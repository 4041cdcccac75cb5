// SPDX-License-Identifier: Apache-2.0
//! Paginated document rendering of the assessment export.
//!
//! A4 portrait, builtin Helvetica only. Builtin fonts are WinAnsi encoded,
//! so Turkish diacritics are folded to their ASCII neighbors before any
//! glyph reaches the page. Page footers are stamped after layout, once the
//! total page count is known.

use baret_core::RiskLevel;
use baret_model::RiskAssessment;
use chrono::{DateTime, Utc};
use printpdf::path::PaintMode;
use printpdf::{
    BuiltinFont, Color, IndirectFontRef, Line, Mm, PdfDocument, PdfLayerIndex,
    PdfLayerReference, PdfPageIndex, Point, Rect, Rgb,
};

use crate::{ExportArtifact, ExportError, PDF_CONTENT_TYPE};

const PAGE_WIDTH: f32 = 210.0;
const PAGE_HEIGHT: f32 = 297.0;
const MARGIN: f32 = 15.0;
const TABLE_WIDTH: f32 = 180.0;
const TITLE_BLOCK_HEIGHT: f32 = 14.0;
const HEADER_BAND_HEIGHT: f32 = 9.0;
const ROW_HEIGHT: f32 = 8.0;
const FOOTER_ZONE: f32 = 18.0;

// Row capacities derived from the geometry above; the first page loses
// TITLE_BLOCK_HEIGHT to the report title.
const ROWS_FIRST_PAGE: usize = 30;
const ROWS_LATER_PAGE: usize = 31;

// Column x offsets inside the table, in order: title, location, level, date.
const COLUMN_OFFSETS: [f32; 4] = [0.0, 78.0, 123.0, 153.0];
const TITLE_CHARS: usize = 44;
const LOCATION_CHARS: usize = 24;

const HEADER_FILL: u32 = 0x00D9_D9D9;
const RULE_COLOR: u32 = 0x00BF_BFBF;

/// Replaces the Turkish letters WinAnsi cannot encode with their closest
/// ASCII forms. Everything else passes through unchanged.
#[must_use]
pub fn fold_turkish(text: &str) -> String {
    text.chars()
        .map(|ch| match ch {
            'ç' => 'c',
            'Ç' => 'C',
            'ğ' => 'g',
            'Ğ' => 'G',
            'ı' => 'i',
            'İ' => 'I',
            'ö' => 'o',
            'Ö' => 'O',
            'ş' => 's',
            'Ş' => 'S',
            'ü' => 'u',
            'Ü' => 'U',
            other => other,
        })
        .collect()
}

fn clip(text: &str, max_chars: usize) -> String {
    let mut chars = text.chars();
    let head: String = chars.by_ref().take(max_chars).collect();
    if chars.next().is_some() {
        let kept: String = head.chars().take(max_chars.saturating_sub(3)).collect();
        format!("{kept}...")
    } else {
        head
    }
}

pub(crate) fn page_count(rows: usize) -> usize {
    if rows <= ROWS_FIRST_PAGE {
        return 1;
    }
    1 + (rows - ROWS_FIRST_PAGE).div_ceil(ROWS_LATER_PAGE)
}

fn rgb_color(rgb: u32) -> Color {
    let r = ((rgb >> 16) & 0xFF) as f32 / 255.0;
    let g = ((rgb >> 8) & 0xFF) as f32 / 255.0;
    let b = (rgb & 0xFF) as f32 / 255.0;
    Color::Rgb(Rgb::new(r, g, b, None))
}

struct DocRow {
    title: String,
    location: String,
    level: RiskLevel,
    date: String,
}

fn doc_row(assessment: &RiskAssessment) -> DocRow {
    DocRow {
        title: clip(&fold_turkish(&assessment.title), TITLE_CHARS),
        location: clip(
            &fold_turkish(assessment.location.as_deref().unwrap_or_default()),
            LOCATION_CHARS,
        ),
        level: RiskLevel::from_ratings(assessment.severity, assessment.likelihood),
        date: assessment.created_at.date_naive().to_string(),
    }
}

fn draw_header_band(layer: &PdfLayerReference, top: f32, bold: &IndirectFontRef) {
    layer.set_fill_color(rgb_color(HEADER_FILL));
    layer.add_rect(
        Rect::new(
            Mm(MARGIN),
            Mm(top - HEADER_BAND_HEIGHT),
            Mm(MARGIN + TABLE_WIDTH),
            Mm(top),
        )
        .with_mode(PaintMode::Fill),
    );
    layer.set_fill_color(rgb_color(0x0000_0000));
    let baseline = top - HEADER_BAND_HEIGHT + 3.0;
    let captions = ["Başlık", "Konum", "Risk Seviyesi", "Tarih"];
    for (offset, caption) in COLUMN_OFFSETS.iter().zip(captions) {
        layer.use_text(
            fold_turkish(caption),
            10.0,
            Mm(MARGIN + offset + 2.0),
            Mm(baseline),
            bold,
        );
    }
}

fn draw_row(layer: &PdfLayerReference, top: f32, row: &DocRow, font: &IndirectFontRef) {
    layer.set_fill_color(rgb_color(row.level.fill_rgb()));
    layer.add_rect(
        Rect::new(
            Mm(MARGIN + COLUMN_OFFSETS[2]),
            Mm(top - ROW_HEIGHT),
            Mm(MARGIN + COLUMN_OFFSETS[3]),
            Mm(top),
        )
        .with_mode(PaintMode::Fill),
    );
    layer.set_fill_color(rgb_color(0x0000_0000));
    let baseline = top - 5.5;
    layer.use_text(
        row.title.clone(),
        9.0,
        Mm(MARGIN + COLUMN_OFFSETS[0] + 2.0),
        Mm(baseline),
        font,
    );
    layer.use_text(
        row.location.clone(),
        9.0,
        Mm(MARGIN + COLUMN_OFFSETS[1] + 2.0),
        Mm(baseline),
        font,
    );
    layer.use_text(
        fold_turkish(row.level.label()),
        9.0,
        Mm(MARGIN + COLUMN_OFFSETS[2] + 2.0),
        Mm(baseline),
        font,
    );
    layer.use_text(
        row.date.clone(),
        9.0,
        Mm(MARGIN + COLUMN_OFFSETS[3] + 2.0),
        Mm(baseline),
        font,
    );
    layer.set_outline_color(rgb_color(RULE_COLOR));
    layer.set_outline_thickness(0.4);
    layer.add_line(Line {
        points: vec![
            (Point::new(Mm(MARGIN), Mm(top - ROW_HEIGHT)), false),
            (
                Point::new(Mm(MARGIN + TABLE_WIDTH), Mm(top - ROW_HEIGHT)),
                false,
            ),
        ],
        is_closed: false,
    });
}

/// Renders the `.pdf` artifact for the given assessments.
pub fn render_assessment_document(
    assessments: &[RiskAssessment],
    now: DateTime<Utc>,
) -> Result<ExportArtifact, ExportError> {
    let (doc, first_page, first_layer) = PdfDocument::new(
        fold_turkish("Risk Değerlendirme Raporu"),
        Mm(PAGE_WIDTH),
        Mm(PAGE_HEIGHT),
        "content",
    );
    let font = doc
        .add_builtin_font(BuiltinFont::Helvetica)
        .map_err(|err| ExportError(err.to_string()))?;
    let bold = doc
        .add_builtin_font(BuiltinFont::HelveticaBold)
        .map_err(|err| ExportError(err.to_string()))?;

    let mut pages: Vec<(PdfPageIndex, PdfLayerIndex)> = vec![(first_page, first_layer)];
    let mut layer = doc.get_page(first_page).get_layer(first_layer);

    // First page carries the report title and the generation date.
    let title_baseline = PAGE_HEIGHT - MARGIN - 6.0;
    layer.set_fill_color(rgb_color(0x0000_0000));
    layer.use_text(
        fold_turkish("Risk Değerlendirme Raporu"),
        16.0,
        Mm(MARGIN),
        Mm(title_baseline),
        &bold,
    );
    layer.use_text(
        fold_turkish(&format!("Oluşturma tarihi: {}", now.date_naive())),
        10.0,
        Mm(MARGIN),
        Mm(title_baseline - 6.0),
        &font,
    );

    let mut table_top = PAGE_HEIGHT - MARGIN - TITLE_BLOCK_HEIGHT;
    draw_header_band(&layer, table_top, &bold);
    let mut cursor = table_top - HEADER_BAND_HEIGHT;
    let mut capacity = ROWS_FIRST_PAGE;
    let mut on_page = 0usize;

    for assessment in assessments {
        if on_page == capacity {
            let (page, page_layer) = doc.add_page(Mm(PAGE_WIDTH), Mm(PAGE_HEIGHT), "content");
            pages.push((page, page_layer));
            layer = doc.get_page(page).get_layer(page_layer);
            table_top = PAGE_HEIGHT - MARGIN;
            draw_header_band(&layer, table_top, &bold);
            cursor = table_top - HEADER_BAND_HEIGHT;
            capacity = ROWS_LATER_PAGE;
            on_page = 0;
        }
        draw_row(&layer, cursor, &doc_row(assessment), &font);
        cursor -= ROW_HEIGHT;
        on_page += 1;
    }

    // Footers need the final page count, so they land after layout.
    let total = pages.len();
    for (index, (page, page_layer)) in pages.iter().enumerate() {
        let footer = doc.get_page(*page).get_layer(*page_layer);
        footer.set_fill_color(rgb_color(0x0000_0000));
        footer.use_text(
            format!("Sayfa {} / {}", index + 1, total),
            9.0,
            Mm(PAGE_WIDTH / 2.0 - 10.0),
            Mm(FOOTER_ZONE - 8.0),
            &font,
        );
    }

    let bytes = doc
        .save_to_bytes()
        .map_err(|err| ExportError(err.to_string()))?;
    Ok(ExportArtifact {
        filename: document_filename(now),
        content_type: PDF_CONTENT_TYPE,
        bytes,
    })
}

#[must_use]
pub fn document_filename(now: DateTime<Utc>) -> String {
    format!("risk-degerlendirme-raporu-{}.pdf", now.date_naive())
}

#[cfg(test)]
mod tests {
    use super::*;
    use baret_model::AssessmentStatus;
    use chrono::TimeZone;

    fn assessment(title: &str, severity: Option<i32>) -> RiskAssessment {
        RiskAssessment::new(
            1,
            title.to_owned(),
            Some("Açıklama".to_owned()),
            None,
            Some("Kaynakhane".to_owned()),
            severity,
            Some(4),
            AssessmentStatus::Active,
            Utc.with_ymd_and_hms(2024, 3, 5, 9, 30, 0).unwrap(),
            Some("saha.uzmani".to_owned()),
        )
    }

    #[test]
    fn folding_covers_every_turkish_letter() {
        assert_eq!(fold_turkish("çÇğĞıİöÖşŞüÜ"), "cCgGiIoOsSuU");
        assert_eq!(fold_turkish("Güvenlik Önlemi"), "Guvenlik Onlemi");
        assert_eq!(fold_turkish("plain ascii 42"), "plain ascii 42");
    }

    #[test]
    fn clip_keeps_short_text_and_marks_long_text() {
        assert_eq!(clip("kisa", 10), "kisa");
        assert_eq!(clip("abcdefghij", 10), "abcdefghij");
        assert_eq!(clip("abcdefghijk", 10), "abcdefg...");
    }

    #[test]
    fn page_count_tracks_capacities() {
        assert_eq!(page_count(0), 1);
        assert_eq!(page_count(30), 1);
        assert_eq!(page_count(31), 2);
        assert_eq!(page_count(61), 2);
        assert_eq!(page_count(62), 3);
    }

    #[test]
    fn document_bytes_carry_the_pdf_signature() {
        let now = Utc.with_ymd_and_hms(2024, 6, 15, 12, 0, 0).unwrap();
        let rows = vec![
            assessment("Yüksekte çalışma", Some(5)),
            assessment("Gürültü ölçümü", None),
        ];
        let artifact = render_assessment_document(&rows, now).unwrap();
        assert!(artifact.bytes.starts_with(b"%PDF"));
        assert_eq!(
            artifact.filename,
            "risk-degerlendirme-raporu-2024-06-15.pdf"
        );
        assert_eq!(artifact.content_type, PDF_CONTENT_TYPE);
    }

    #[test]
    fn overflow_spills_onto_a_second_page() {
        let now = Utc.with_ymd_and_hms(2024, 6, 15, 12, 0, 0).unwrap();
        let rows: Vec<RiskAssessment> = (0..40)
            .map(|n| assessment(&format!("Madde {n}"), Some(3)))
            .collect();
        assert_eq!(page_count(rows.len()), 2);
        let artifact = render_assessment_document(&rows, now).unwrap();
        let needle = b"/Count 2";
        let found = artifact
            .bytes
            .windows(needle.len())
            .any(|window| window == needle);
        assert!(found, "page tree should list two pages");
    }
}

───

DESCRIPTION OF THE TASK: Exactly one number should be given, showing how many lines of the material above contain the string "capacity".

ANSWER FOR THIS EXERCISE: 3